Zee Media Bureau
New Delhi: Carbon dioxide (CO2) concentrations in the atmosphere have crossed the symbolic 400 parts per million (ppm) threshold at several stations of the World Meteorological Organization’s Global Atmosphere Watch network, the United Nations agency revealed on Tuesday.
Mauna Loa, which is the oldest continuous atmospheric measurement station in the world, recorded a reading of 400.03 ppm in the daily mean concentration of atmospheric carbon dioxide on May 9, 2013.
Earlier in April of this year, Izaña in Canary Islands, Spain, reported daily mean values exceeding 400 ppm.

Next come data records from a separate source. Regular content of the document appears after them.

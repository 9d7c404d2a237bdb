// Execution engine for the simulator

use crate::config::SimConfig;
use crate::escape::{classify, Placements};
use crate::interpreter::errors::{AtLocation, RuntimeError};
use crate::memory::value::{Address, SlotRef, Value};
use crate::memory::{Placement, Storage};
use crate::program::ast::*;
use crate::program::load_program;
use crate::snapshot::{CallState, HeapReport, PanicRecord, Trace, TraceEvent, Verdict};
use crate::SimError;
use rustc_hash::FxHashMap;
use std::collections::BTreeMap;
use std::sync::atomic::{AtomicBool, AtomicUsize, Ordering};
use std::sync::Arc;

/// Host-side handle that stops a trace at a statement boundary
#[derive(Debug, Clone)]
pub struct AbortHandle {
    flag: Arc<AtomicBool>,
    budget: Arc<AtomicUsize>, // Statement boundaries left; usize::MAX is unlimited
}

impl Default for AbortHandle {
    fn default() -> Self {
        AbortHandle {
            flag: Arc::new(AtomicBool::new(false)),
            budget: Arc::new(AtomicUsize::new(usize::MAX)),
        }
    }
}

impl AbortHandle {
    pub fn new() -> Self {
        Self::default()
    }

    pub fn abort(&self) {
        self.flag.store(true, Ordering::SeqCst);
    }

    /// Let `statements` more statement boundaries pass, then abort
    pub fn abort_after(&self, statements: usize) {
        self.budget.store(statements, Ordering::SeqCst);
    }

    pub fn is_aborted(&self) -> bool {
        self.flag.load(Ordering::SeqCst)
    }

    /// Consume one statement boundary; true once the trace must stop
    fn tick(&self) -> bool {
        let exhausted = self
            .budget
            .fetch_update(Ordering::SeqCst, Ordering::SeqCst, |left| match left {
                0 | usize::MAX => None,
                left => Some(left - 1),
            })
            == Err(0);
        if exhausted {
            self.abort();
        }
        self.is_aborted()
    }
}

/// What the caller of `execute_statement` does next
pub(crate) enum Flow {
    Next,
    Return(Option<Value>),
}

/// Runs one program model against its own storage
pub struct Simulator {
    config: SimConfig,

    /// Root frame declarations, initialized once before the entry runs
    globals: Arc<[VarDecl]>,

    /// Function definitions (name -> FunctionDef)
    functions: FxHashMap<String, Arc<FunctionDef>>,

    /// Effective placement of every allocation site (policy applied)
    placements: Placements,

    pub(crate) storage: Storage,
    pub(crate) trace: Trace,
    panics: Vec<PanicRecord>,
    final_values: BTreeMap<String, Value>,
    abort: AbortHandle,

    /// Whether the trace has run to completion or panicked
    finished: bool,
}

impl Simulator {
    /// Classify the program and prepare a fresh storage
    ///
    /// The program is assumed to have passed the well-formedness check; see
    /// [`Simulator::from_json`] for the checked path.
    pub fn new(program: Program, config: SimConfig) -> Self {
        let classified = classify(&program, config.escape_mode);
        let placements = match config.placement_policy.forced() {
            Some(placement) => classified.forced(placement),
            None => classified,
        };

        let functions = program
            .functions
            .into_iter()
            .map(|f| (f.name.clone(), Arc::new(f)))
            .collect();

        Simulator {
            trace: Trace::new(config.trace_limit),
            config,
            globals: program.globals.into(),
            functions,
            placements,
            storage: Storage::new(),
            panics: Vec::new(),
            final_values: BTreeMap::new(),
            abort: AbortHandle::new(),
            finished: false,
        }
    }

    /// Load, check and prepare a program from its JSON model
    pub fn from_json(json: &str, config: SimConfig) -> Result<Self, SimError> {
        let program = load_program(json, &config.entry)?;
        Ok(Simulator::new(program, config))
    }

    pub fn abort_handle(&self) -> AbortHandle {
        self.abort.clone()
    }

    pub fn config(&self) -> &SimConfig {
        &self.config
    }

    pub fn placements(&self) -> &Placements {
        &self.placements
    }

    pub fn storage(&self) -> &Storage {
        &self.storage
    }

    pub fn trace(&self) -> &Trace {
        &self.trace
    }

    pub fn heap_report(&self) -> HeapReport {
        HeapReport::from_storage(&self.storage)
    }

    /// Run the trace to completion (or to its first panic) and report
    ///
    /// Panic-class faults end the trace and are recorded in the verdict.
    /// Other runtime errors and aborts are returned as `Err`; an aborted
    /// trace discards its storage.
    pub fn run(&mut self) -> Result<Verdict, SimError> {
        if self.finished {
            return Ok(self.verdict());
        }

        match self.execute() {
            Ok(()) => {}
            Err(RuntimeError::Fault {
                kind,
                detail,
                location,
            }) => {
                tracing::warn!(%location, %kind, %detail, "trace ended by panic");
                self.trace.record(TraceEvent::Fault {
                    kind,
                    location: location.clone(),
                });
                self.panics.push(PanicRecord { kind, location });
                self.capture_final_values();
                self.sweep();
            }
            Err(RuntimeError::Aborted { location }) => {
                tracing::warn!(%location, "trace aborted, discarding storage");
                self.storage.discard();
                self.final_values.clear();
                return Err(SimError::Aborted);
            }
            Err(err) => return Err(err.into()),
        }

        self.finished = true;
        Ok(self.verdict())
    }

    pub fn verdict(&self) -> Verdict {
        Verdict {
            final_values: self.final_values.clone(),
            panics: self.panics.clone(),
            placements: self
                .placements
                .iter()
                .map(|(site, placement)| (site.clone(), placement))
                .collect(),
        }
    }

    fn execute(&mut self) -> Result<(), RuntimeError> {
        tracing::debug!(
            entry = %self.config.entry,
            sites = self.placements.len(),
            "starting trace"
        );

        let globals = Arc::clone(&self.globals);
        for (i, decl) in globals.iter().enumerate() {
            let location = Location::new(GLOBALS_FRAME, i);
            self.checkpoint(&location)?;
            let value = match &decl.init {
                Some(init) => self.evaluate_for(init, decl.kind, &location)?,
                None => Value::zero(decl.kind),
            };
            self.expect_kind(&value, decl.kind, &location)?;
            // Globals live in the root frame, which is never popped
            let slot = self
                .storage
                .declare(&decl.name, decl.kind, None, Placement::Stack, value)
                .at(&location)?;
            self.record_alloc(None, slot.address, Placement::Stack);
        }

        let entry_name = self.config.entry.clone();
        let entry = self.function(&entry_name, &Location::new(entry_name.as_str(), 0))?;
        self.enter(&entry, Vec::new(), None)?;
        let returned = self.execute_body(&entry)?;
        // Entry bindings are observed before its frame goes away
        self.capture_final_values();
        self.sweep();
        self.leave(&entry, returned)?;
        Ok(())
    }

    /// Statement boundary: honour aborts and record the step
    fn checkpoint(&mut self, location: &Location) -> Result<(), RuntimeError> {
        if self.abort.tick() {
            return Err(RuntimeError::Aborted {
                location: location.clone(),
            });
        }
        tracing::trace!(%location, "statement");
        self.trace.record(TraceEvent::Statement {
            location: location.clone(),
        });
        Ok(())
    }

    pub(crate) fn function(
        &self,
        name: &str,
        location: &Location,
    ) -> Result<Arc<FunctionDef>, RuntimeError> {
        self.functions
            .get(name)
            .cloned()
            .ok_or_else(|| RuntimeError::UndefinedFunction {
                name: name.to_string(),
                location: location.clone(),
            })
    }

    /// Evaluate arguments, run the callee and hand back its result
    pub(crate) fn call_function(
        &mut self,
        call: &Call,
        location: &Location,
    ) -> Result<Option<Value>, RuntimeError> {
        let function = self.function(&call.callee, location)?;
        if function.params.len() != call.args.len() {
            return Err(RuntimeError::kind_mismatch(
                format!("{} argument(s)", function.params.len()),
                format!("{}", call.args.len()),
                location,
            ));
        }

        // Arguments are fresh copies; binding them is call-by-value
        let mut args = Vec::with_capacity(call.args.len());
        for (param, arg) in function.params.iter().zip(&call.args) {
            args.push(self.evaluate_for(arg, param.kind, location)?);
        }

        self.enter(&function, args, Some(location.clone()))?;
        let returned = self.execute_body(&function)?;
        self.leave(&function, returned)
    }

    /// Push the frame and bind parameters and the named result
    fn enter(
        &mut self,
        function: &FunctionDef,
        args: Vec<Value>,
        call_site: Option<Location>,
    ) -> Result<(), RuntimeError> {
        let location = call_site
            .clone()
            .unwrap_or_else(|| Location::new(function.name.as_str(), 0));
        self.storage.push_frame(&function.name, call_site);
        self.transition(&function.name, CallState::Entered);

        for (param, arg) in function.params.iter().zip(args) {
            self.expect_kind(&arg, param.kind, &location)?;
            let site = default_site(&function.name, &param.name);
            self.bind(&param.name, param.kind, site, arg, &location)?;
        }
        if let Some(result) = &function.result {
            if let Some(name) = &result.name {
                let site = default_site(&function.name, name);
                self.bind(name, result.kind, site, Value::zero(result.kind), &location)?;
            }
        }

        self.transition(&function.name, CallState::Executing);
        Ok(())
    }

    fn execute_body(&mut self, function: &FunctionDef) -> Result<Option<Value>, RuntimeError> {
        for (i, stmt) in function.body.iter().enumerate() {
            let location = Location::new(function.name.as_str(), i);
            self.checkpoint(&location)?;
            if let Flow::Return(value) = self.execute_statement(function, stmt, &location)? {
                return Ok(value);
            }
        }
        Ok(None)
    }

    /// Copy the result out, then pop the frame
    fn leave(
        &mut self,
        function: &FunctionDef,
        returned: Option<Value>,
    ) -> Result<Option<Value>, RuntimeError> {
        self.transition(&function.name, CallState::Returning);
        let result = match function.named_result() {
            Some(name) => {
                let location = Location::new(function.name.as_str(), function.body.len());
                let slot = self.lookup(name, &location)?;
                Some(self.storage.copy_value(&slot).at(&location)?)
            }
            None => returned,
        };
        self.storage.pop_frame();
        self.transition(&function.name, CallState::Exited);
        Ok(result)
    }

    fn transition(&mut self, function: &str, state: CallState) {
        let depth = self.storage.depth().saturating_sub(1);
        tracing::debug!(function, ?state, depth, "call transition");
        self.trace.record(TraceEvent::Call {
            function: function.to_string(),
            state,
            depth,
        });
    }

    /// Allocate and bind a named slot for `site` in the current frame
    pub(crate) fn bind(
        &mut self,
        name: &str,
        kind: VarKind,
        site: SiteId,
        value: Value,
        location: &Location,
    ) -> Result<SlotRef, RuntimeError> {
        let placement = self.placement_for(&site);
        let slot = self
            .storage
            .declare(name, kind, Some(site.clone()), placement, value)
            .at(location)?;
        self.record_alloc(Some(site), slot.address, placement);
        Ok(slot)
    }

    pub(crate) fn placement_for(&self, site: &str) -> Placement {
        self.config
            .placement_policy
            .forced()
            .or_else(|| self.placements.get(site))
            .unwrap_or(Placement::Stack)
    }

    pub(crate) fn record_alloc(
        &mut self,
        site: Option<SiteId>,
        address: Address,
        placement: Placement,
    ) {
        tracing::debug!(site = ?site, address, ?placement, "allocated");
        self.trace.record(TraceEvent::Alloc {
            site,
            address,
            placement,
        });
    }

    pub(crate) fn lookup(&self, name: &str, location: &Location) -> Result<SlotRef, RuntimeError> {
        self.storage
            .lookup(name)
            .ok_or_else(|| RuntimeError::UndefinedVariable {
                name: name.to_string(),
                location: location.clone(),
            })
    }

    pub(crate) fn expect_kind(
        &self,
        value: &Value,
        kind: VarKind,
        location: &Location,
    ) -> Result<(), RuntimeError> {
        if value.kind() == kind {
            Ok(())
        } else {
            Err(RuntimeError::kind_mismatch(
                kind.name(),
                value.kind_name(),
                location,
            ))
        }
    }

    fn sweep(&mut self) {
        let unreachable = self.storage.sweep();
        if unreachable > 0 {
            tracing::debug!(unreachable, "heap objects no longer reachable");
            self.trace.record(TraceEvent::Sweep { unreachable });
        }
    }

    /// Globals plus the entry frame's bindings; an entry local shadows a global
    fn capture_final_values(&mut self) {
        let mut values: BTreeMap<String, Value> =
            self.storage.frame_values(0).into_iter().collect();
        let entry_live = self
            .storage
            .stack()
            .frame(1)
            .is_some_and(|frame| frame.call_site.is_none());
        if entry_live {
            values.extend(self.storage.frame_values(1));
        }
        self.final_values = values;
    }
}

These high presences of CO2 in the atmosphere were first registered in the Arctic stations during the seasonal maximum. Barrow in Alaska, USA, was the first station to record the monthly average value exceeding 400 ppm in April 2012. Other stations in the Arctic to cross the threshold were Alert, in Canada and Ny-Ålesund, Norway.
Carbon dioxide is mostly responsible for global warming effect over the last decade and is the single most important greenhouse gas emitted by human activities.
According to WMO, CO2 concentration has risen on average by 2 parts per million per year for the past decade and the global annual average CO2 concentration will cross the 400 ppm threshold in 2015 or 2016, at the current rate of increase.